A long time ago—so long ago that memory itself had turned to dust—far away in a sun-scorched land where dark forests bowed to mountains and rivers surrendered to the ocean, there stood a small town, isolated from the great cities of its continent. This town was called Falun.
In that secluded town, skin and race held no meaning. Its people lived in harmony with one another, with the earth, and with every living thing under the blue sky. In the name of God, they had learned love, truth, forgiveness, and joy. Absolute peace reigned over the town and its borders.
All citizens shared a sacred bond they called The Children of God, uniting them as one great family. All but one. A young man by the name of Octavio Von Sixth.
Octavio was born into a family of migrants who had come to the valley settlement when he was five. Though outsiders, the Von Sixths were of noble European descent, and it was not long before Octavio's father rose to prominence, eventually becoming mayor of the community.
From childhood, Octavio was marked by brilliance. His intelligence eclipsed his peers by leagues; by his twenties, his grasp of science—particularly human biology—surpassed even the most celebrated minds of the age. At twenty-eight, he knew he had reached the edge of known science. The only way forward was to push into the forbidden.
Yet the townsfolk mistrusted him. Though many were saved by his medical breakthroughs, most—including his father—condemned his methods, clinging instead to traditions passed down through generations.
On Octavio's twenty-ninth birthday, tragedy struck. His father collapsed, felled by a heart attack. At the hospital, the diagnosis came: coronary artery disease. Octavio begged to treat him, swore he could cure him. But his father refused, placing his fate in the hands of another physician.
Wounded and enraged, Octavio abandoned his home that very night. He took refuge in an old warehouse at the edge of the town, burying himself in research, far from his father's scorn.
A month later, his father was dead. Grief hollowed him, and alcohol filled the space where hope had been. Friends and former patients came to console him, but he had changed. He grew violent, withdrawn, incapable of speech without anger. One by one, people stopped coming. Eventually, there was no one left.

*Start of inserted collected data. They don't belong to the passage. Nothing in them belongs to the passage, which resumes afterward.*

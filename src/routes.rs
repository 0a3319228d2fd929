use std::sync::Arc;

use axum::{
    extract::Extension,
    http::StatusCode,
    routing::{any, get},
    Json, Router,
};
use serde_json::{json, Value};
use sqlx::PgPool;

use crate::fast_store::FastStore;
use crate::{admin, customer_api, forwarder};

pub fn gateway_routes() -> Router {
    Router::new()
        .route("/api", any(forwarder::proxy_request))
        .route("/api/*path", any(forwarder::proxy_request))
        .route("/healthz", get(healthz))
        .merge(customer_api::routes())
        .merge(admin::routes())
}

/// Readiness: both stores must answer.
pub async fn healthz(
    Extension(pool): Extension<PgPool>,
    Extension(store): Extension<Arc<dyn FastStore>>,
) -> Result<Json<Value>, (StatusCode, String)> {
    if let Err(err) = sqlx::query_scalar::<_, i32>("SELECT 1").fetch_one(&pool).await {
        return Err((
            StatusCode::SERVICE_UNAVAILABLE,
            format!("durable store unavailable: {err}"),
        ));
    }
    if let Err(err) = store.ping().await {
        return Err((
            StatusCode::SERVICE_UNAVAILABLE,
            format!("fast store unavailable: {err}"),
        ));
    }
    Ok(Json(json!({ "status": "ok" })))
}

Years passed. Octavio disappeared from public sight, his mother waiting alone in their residence, clinging to the hope that her son would return.
Then came the rumors. Dark whispers that corpses were being delivered to the abandoned warehouse by night. Authorities investigated, but the day they moved in, the warehouse erupted in flames, collapsing into ashes before their eyes. That same night, several witnesses—including a neighbor of the Von Sixth residence—swore they saw the late mayor walk through his front door.
News spread like wildfire. The man who had been dead for three years had returned. Journalists flooded the once-peaceful town, crying of a miracle. The Council declared him a revenant, but this revelation tore at the heart of Falun's doctrine. The Children of God believed in the sanctity of the life cycle; to return from death was blasphemy.
The town split in two. One side denounced the Von Sixths as heretics who had defied God, demanding that the mayor be returned to the grave. The other hailed him as a messiah to be protected at all costs.
The city of peace became a city of unrest. Protests erupted daily, walls scrawled with death threats. Anarchy gnawed at its heart, and even the authorities could not keep order.
Then, as the settlement spiraled toward chaos, a lone figure appeared at its gates: Octavio Von Sixth.
Before the gathered masses, he unveiled his truth. What he had created was not the beginning, but the culmination of knowledge that defied heaven itself. He had forged a new kind of intelligent life—a being born of human flesh and neuro-robotics.
At the climax of his speech, Octavio summoned his father, whom he called the Replicant, and without hesitation raised a pistol and shot him through the head before the world.
The gunshot cracked like thunder across the stone walls. For an instant, time itself seemed to halt. The wind ceased, the river stilled, even the flowers held their breath. A ribbon of blood crept down the Replicant's forehead, traced his lips, and dripped onto the path below. The kneeling creature lifted its gaze to its master in silence.
Then Octavio tossed him a napkin. "Wipe it away," he commanded.
The Replicant obeyed, dabbing the wound, and rose to its feet. When it turned to face the public, its eyes glowed with a violet light not of this world.
The crowd gasped. The entire world stared.
And in that moment, mankind knew: nothing would ever be the same again.